Nel frattempo Combi ha esordito anche in Nazionale e, casualmente, nella prima partita è stato un altro tracollo: il 6 aprile 1924 a Budapest gli azzurri hanno difatti perso 7-1 con l’Ungheria. Ma presto Combi si riscatta anche in Nazionale dove costituisce con i terzini Rosetta e Caligaris, suoi compagni bianconeri, una linea difensiva tra le più affidabili di tutti i tempi. Ma il CT Rangone lo considera inferiore al genoano De Prà che parte titolare ai Giochi del 1928. Al torneo olimpico di calcio, con la formula ad eliminazione diretta, partecipano 17 nazioni e, data la complessità, è la prima competizione ad iniziare, addirittura il 27 maggio. Gli azzurri esordiscono il 29 maggio negli ottavi, contro la Francia e non è una partita facile. Si gioca alle 14 all’Olympisch Stadion di fronte a 2500 spettatori, arbitra il belga Christophe. Combi è in panchina, in porta va appunto De Prà. L’inizio è sconvolgente: dopo 20 minuti siamo sotto 2-0 causa una doppietta dello scatenato Brouzes. La reazione dei nostri è veemente: al 21’ accorcia Rossetti ed al 39’ pareggia Levratto. All’ultimo minuto del primo tempo rovesciamo il risultato con Banchero. Si va al riposo sul 3-2. Dopo un quarto d’ora della ripresa Baloncieri mette il suo sigillo, ma c’è ancora da soffrire perchè un minuto dopo accorcia Dauphin. Manca mezz’ora alla fine ma i nostri controllano e vincono 4-3. Il 1 giugno altro incontro difficile e complicato: nei quarti affrontiamo la Spagna. Si rigioca all’Olympisch Stadion, stavolta con inizio alle 19, di fronte a 3388 spettatori paganti. Arbitra l’uruguaiano Lombardi (di chiare origini italiane). Combi diventa titolare. La Spagna è avversario ostico: al 21’ passa in vantaggio con Zaldua. Si va al riposo sullo 0-1. Nella ripresa ci pensa ancora Baloncieri che pareggia al 63’. Il risultato non cambia, neanche dopo i supplementari. In quel tempo non sono previsti i rigori e la partita si ripete tre giorni dopo, il 4 giugno, nella stessa sede, con inizio alle 14, davanti a 4770 spettatori. Arbitro l’olandese Boekman. Combi è di nuovo in porta. Stavolta non c’è partita, la Spagna è annientata: vinciamo 7-1. Il primo tempo termina 4-0 per le reti di Magnozzi al 10’, Schiavio al 15’, Baloncieri al 18’ e Bernardini al 40’. La Spagna accorcia alla prima azione della ripresa con Yemo, ma nel finale i nostri dilagano: al 73’ segna Rivolta e poi Levratto chiude con una doppietta (82’ e 84’).

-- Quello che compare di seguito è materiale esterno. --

//! Sub-tasks: one operator instance bound to its parent node task.
//!
//! Life cycle is `Unloaded -> Loaded -> Built -> Launched`. `load` binds the
//! parent once, `update_tiling_data` rebuilds the descriptor and argument
//! buffer from scratch on every invocation, and `execute_async` ships the
//! buffer. A failed build drops back to `Loaded`, so nothing half built is
//! ever copied to the device.

mod aic_aiv;
mod aicpu;
mod mix_aic_aiv;
mod mix_l2;

pub use aic_aiv::AicAivTask;
pub use aicpu::{AicpuTask, PARAM_HEAD_BYTES};
pub use mix_aic_aiv::MixAicAivTask;
pub use mix_l2::{MixL2Task, OP_PARA_SIZE_ATTR};

use std::sync::Arc;

use log::{debug, trace, warn};
use smallvec::SmallVec;

use crate::collab::{ContextUpdater, Services, TaskContext};
use crate::config::UndersizedTilingPolicy;
use crate::descriptor::{resolve_entry, DescriptorBuilder, HwTaskHandle, TaskDescriptor, TilingPtrs};
use crate::error::{check_rt, SliceError, SliceResult};
use crate::layout::{ArgsBuffer, ArgsLayout, TilingPack};
use crate::model::{DevicePtr, EngineType, NodeDesc, ParentTask, TaskModel};
use crate::params::TilingGroup;

/// Caller supplied completion hook.
pub type DoneCallback = Box<dyn FnOnce(SliceResult<()>) + Send + 'static>;

#[derive(Debug, Clone, Copy, PartialEq, Eq)]
pub enum Stage {
    Unloaded,
    Loaded,
    Built,
    Launched,
}

/// How a variant lays out device addresses.
#[derive(Debug, Clone, Copy, PartialEq, Eq)]
pub enum AddressingScheme {
    /// one address row per thread slice
    PerThread,
    /// input/output addresses recorded once, behind a parameter head
    Direct,
    /// address list fixed by the compiled task definition
    Explicit,
}

pub trait SubTask: Send {
    fn engine_type(&self) -> EngineType;
    fn addressing(&self) -> AddressingScheme;
    fn stage(&self) -> Stage;

    fn load(&mut self, model: &TaskModel, node_name: &str) -> SliceResult<()>;
    fn update_tiling_data(&mut self, ctx: &mut dyn TaskContext) -> SliceResult<()>;

    fn update_args(&mut self, _ctx: &mut dyn TaskContext) -> SliceResult<()> {
        Ok(())
    }

    /// Ship the built buffer. Variants that leave the hardware launch to the
    /// parent node task hand `done` back so it can be chained there.
    fn execute_async(
        &mut self,
        ctx: &mut dyn TaskContext,
        done: Option<DoneCallback>,
    ) -> SliceResult<Option<DoneCallback>>;

    // descriptor of the last successful build
    fn descriptor(&self) -> Option<&TaskDescriptor>;
    fn host_args(&self) -> &[u8];
}

/// A sub-task's link to its parent and its engine's updater.
#[derive(Clone)]
pub(crate) struct Binding {
    pub parent: Arc<ParentTask>,
    pub updater: Arc<dyn ContextUpdater>,
}

impl Binding {
    pub(crate) fn bind(model: &TaskModel, node_name: &str, engine_type: EngineType) -> SliceResult<Binding> {
        let parent = model
            .find(node_name)
            .ok_or_else(|| SliceError::ParentNotFound(node_name.to_string()))?;
        parent.services.config.validate()?;
        let updater = parent
            .services
            .updaters
            .get(engine_type.tag())
            .ok_or_else(|| SliceError::UpdaterNotFound(engine_type.tag().to_string()))?;
        Ok(Binding { parent, updater })
    }

    pub(crate) fn node(&self) -> &NodeDesc {
        &self.parent.node
    }

    pub(crate) fn services(&self) -> &Services {
        &self.parent.services
    }

    // I/O address lists of the invocation, checked against the node
    pub(crate) fn io_addrs(&self, ctx: &dyn TaskContext) -> SliceResult<(Vec<DevicePtr>, Vec<DevicePtr>)> {
        let node = self.node();
        let (inputs, outputs) = (ctx.input_addrs(), ctx.output_addrs());
        if inputs.len() != node.input_count {
            return Err(SliceError::mismatch(&node.name, "input address list", node.input_count, inputs.len()));
        }
        if outputs.len() != node.output_count {
            return Err(SliceError::mismatch(&node.name, "output address list", node.output_count, outputs.len()));
        }
        Ok((inputs.to_vec(), outputs.to_vec()))
    }
}

pub(crate) fn bound<'a>(binding: &'a Option<Binding>, stage: Stage, op: &'static str) -> SliceResult<&'a Binding> {
    match binding {
        Some(binding) if stage != Stage::Unloaded => Ok(binding),
        _ => Err(SliceError::InvalidStage { op, stage }),
    }
}

// only a finalized build may touch the device
pub(crate) fn dispatchable(stage: Stage, descriptor: &TaskDescriptor, node: &str) -> SliceResult<HwTaskHandle> {
    if stage != Stage::Built {
        return Err(SliceError::InvalidStage { op: "execute", stage });
    }
    descriptor.hw_task.ok_or_else(|| SliceError::NotFinalized(node.to_string()))
}

/// Shared state machine of the variants that replicate addresses per thread.
pub(crate) struct PerThreadTask {
    engine_type: EngineType,
    binding: Option<Binding>,
    stage: Stage,
    descriptor: TaskDescriptor,
    args: ArgsBuffer,
}

impl PerThreadTask {
    pub(crate) fn new(engine_type: EngineType) -> Self {
        PerThreadTask {
            engine_type,
            binding: None,
            stage: Stage::Unloaded,
            descriptor: TaskDescriptor::default(),
            args: ArgsBuffer::default(),
        }
    }

    pub(crate) fn engine_type(&self) -> EngineType {
        self.engine_type
    }

    pub(crate) fn stage(&self) -> Stage {
        self.stage
    }

    pub(crate) fn binding(&self) -> Option<&Binding> {
        self.binding.as_ref()
    }

    pub(crate) fn load(&mut self, model: &TaskModel, node_name: &str) -> SliceResult<()> {
        let binding = Binding::bind(model, node_name, self.engine_type)?;
        self.binding = Some(binding);
        self.descriptor = TaskDescriptor::default();
        self.args = ArgsBuffer::default();
        self.stage = Stage::Loaded;
        Ok(())
    }

    pub(crate) fn update_tiling_data(
        &mut self,
        ctx: &mut dyn TaskContext,
        undersized: UndersizedTilingPolicy,
    ) -> SliceResult<()> {
        let binding = bound(&self.binding, self.stage, "update tiling data")?.clone();
        let built = match self.build(&binding, ctx, undersized) {
            Ok(built) => built,
            Err(err) => {
                self.stage = Stage::Loaded;
                return Err(err);
            }
        };
        let Some((descriptor, args)) = built else {
            self.stage = Stage::Loaded;
            return Ok(());
        };
        self.descriptor = descriptor;
        self.args = args;
        self.stage = Stage::Built;
        let hw_task = binding.updater.finalize(binding.node(), &self.descriptor)?;
        self.descriptor.hw_task = Some(hw_task);
        Ok(())
    }

    // steps up to the context update; `None` when the build is deferred
    fn build(
        &self,
        binding: &Binding,
        ctx: &mut dyn TaskContext,
        undersized: UndersizedTilingPolicy,
    ) -> SliceResult<Option<(TaskDescriptor, ArgsBuffer)>> {
        let node = binding.node();
        let services = binding.services();
        let updater = &*binding.updater;
        let engines = self.engine_type.engines();

        trace!("{}: thread partition", node.name);
        services.partitioner.partition(node)?;

        let groups = TilingGroup::per_thread(&engines);
        let mut tiling = Vec::with_capacity(groups.len());
        for &group in &groups {
            if let Some(info) = services.tiling.calculate(node, group)? {
                tiling.push(info);
            }
        }
        if tiling.len() < groups.len() {
            match undersized {
                UndersizedTilingPolicy::Fail => {
                    return Err(SliceError::mismatch(&node.name, "tiling info", groups.len(), tiling.len()));
                }
                UndersizedTilingPolicy::Defer => {
                    warn!(
                        "{}: {} of {} tiling infos available, {} build deferred",
                        node.name,
                        tiling.len(),
                        groups.len(),
                        self.engine_type
                    );
                    return Ok(None);
                }
            }
        }

        trace!("{}: resolve kernel entries", node.name);
        let mut entries = SmallVec::<[_; 2]>::new();
        for (i, &engine) in engines.iter().enumerate() {
            let (non_tail, tail) = (&tiling[2 * i], &tiling[2 * i + 1]);
            entries.push(resolve_entry(updater, node, engine, non_tail.tiling_key, tail.tiling_key)?);
        }

        let (inputs, outputs) = binding.io_addrs(&*ctx)?;
        let workspaces = ctx.workspace_addrs().to_vec();
        let slot_count = inputs.len() + outputs.len() + workspaces.len();
        let params = updater.thread_slice_params(node, &tiling)?;
        params.validate(node, slot_count)?;

        let pack = TilingPack::new(tiling.iter().map(|t| t.tiling_size), services.config.align_bytes);
        let layout = ArgsLayout::new(pack.region_words(), slot_count, engines.len(), params.thread_dim());
        let mut args = ArgsBuffer::new(layout);
        for (info, &offset) in tiling.iter().zip(&pack.offsets) {
            args.write_tiling(offset, info)?;
        }

        let base = ctx.allocate_workspace(layout.device_bytes())?;

        let bases = inputs.iter().chain(&outputs).chain(&workspaces).copied().collect::<Vec<_>>();
        args.compile_addresses(&node.name, &bases, &params.per_slot_stride)?;

        let mut builder = DescriptorBuilder::new(params.thread_dim)
            .entries(entries)
            .io(&inputs, &outputs)
            .workspace_sizes(&tiling[0].workspace_sizes)
            .region(base, layout.tiling_region_bytes());
        for (i, &engine) in engines.iter().enumerate() {
            let non_tail = base + pack.offsets[2 * i] as u64;
            let tail = base + pack.offsets[2 * i + 1] as u64;
            args.assign_tiling_ptrs(i, non_tail, tail);
            builder = builder.tiling_ptrs(TilingPtrs { engine, non_tail, tail });
        }

        debug!(
            "{}: {} threads x {} slots, {} tiling bytes, args at {:#x}",
            node.name,
            layout.thread_dim,
            layout.row_words(),
            layout.tiling_region_bytes(),
            base
        );
        Ok(Some((builder.build(), args)))
    }

    pub(crate) fn execute_async(
        &mut self,
        ctx: &mut dyn TaskContext,
        done: Option<DoneCallback>,
    ) -> SliceResult<Option<DoneCallback>> {
        let node = self.binding.as_ref().map(|b| b.node().name.as_str()).unwrap_or_default();
        dispatchable(self.stage, &self.descriptor, node)?;
        if !self.args.is_empty() {
            let code = ctx
                .runtime()
                .copy_host_to_device(self.descriptor.region_base, self.args.as_bytes(), ctx.stream());
            check_rt(code, "memcpy_async")?;
        }
        self.stage = Stage::Launched;
        Ok(done)
    }

    pub(crate) fn descriptor(&self) -> Option<&TaskDescriptor> {
        matches!(self.stage, Stage::Built | Stage::Launched).then_some(&self.descriptor)
    }

    // empty unless the last build went through
    pub(crate) fn host_args(&self) -> &[u8] {
        match self.stage {
            Stage::Built | Stage::Launched => self.args.as_bytes(),
            _ => &[],
        }
    }
}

Siamo in semifinale e la medaglia pare vicina. Il 7 giugno, all’Olympisch Stadion, con inizio alle 19, ci tocca però il fortissimo Uruguay, campione in carica. 15.290 spettatori, arbitra l’olandese Eijmers. Combi ancora titolare. Baloncieri (ancora lui) ci fa sognare e segna dopo 9’. Il sogno dura appena nove minuti perchè Cea pareggia. Gli uruguayani sono forti e tessono con abilità la loro trama offensiva: al 28’ Campolo ed al 31’ Scarone sembrano mettere la parola fine alla disfida. I nostri si rinfrancano nel riposo e ci provano: dopo un quarto d’ora della ripresa Levratto ci porta sul 2-3. L’impresa pare possibile, ma il risultato non cambia. L’Uruguay vince 3-2, ma non abbiamo demeritato. Siamo così relegati alla “finalina” per il bronzo dove troviamo il sorprendente Egitto. Sulla carta l’avversario sembra malleabile (ne ha presi sei dall’Argentina nell’altra semifinale). Si gioca il 9 giugno all’Olympisch Stadion, con inizio alle 16, arbitro il belga Langenus, spettatori paganti 6378. Combi in campo. In effetti vinciamo facile anche se gli africani non sono così sprovveduti ed all’inizio ci fanno soffrire. Dopo sei minuti segna Schiavio, ma dopo altri sei minuti pareggia Riadh. Al 14’ Baloncieri riporta avanti gli azzurri ma ancora Riadh pareggia due minuti dopo. Una doppietta di Banchero, al 19’ ed al 39’, indirizza la partita nel verso giusto. Schiavio, al 42’, e di nuovo Banchero, al 44’, chiudono i conti. La ripresa ha poca storia: Baloncieri (al 52’) e Schiavio (al 58’) arrotondano il punteggio, con El-Ezam (al 60’) a salvare la bandiera. Una tripletta di Magnozzi (72’, 80’ e 88’) fissa definitivamente il risultato in un clamoroso 11-3 che ci regala un bel bronzo, a dimostrazione della crescita internazionale sviluppata dal nostro movimento calcistico. L’oro va di nuovo all’Uruguay che così si laurea nuovamente “Campione del Mondo”: difatti, come quattro anni prima, anche questo torneo olimpico ha valenza di Mondiale, secondo quanto stabilito dalla FIFA. Ma che fatica per la “celeste”! La finale tra Uruguay e Argentina del 10 giugno termina difatti 1-1 ed è necessaria la ripetizione, tre giorni più tardi, che va agli uruguagi per 2-1.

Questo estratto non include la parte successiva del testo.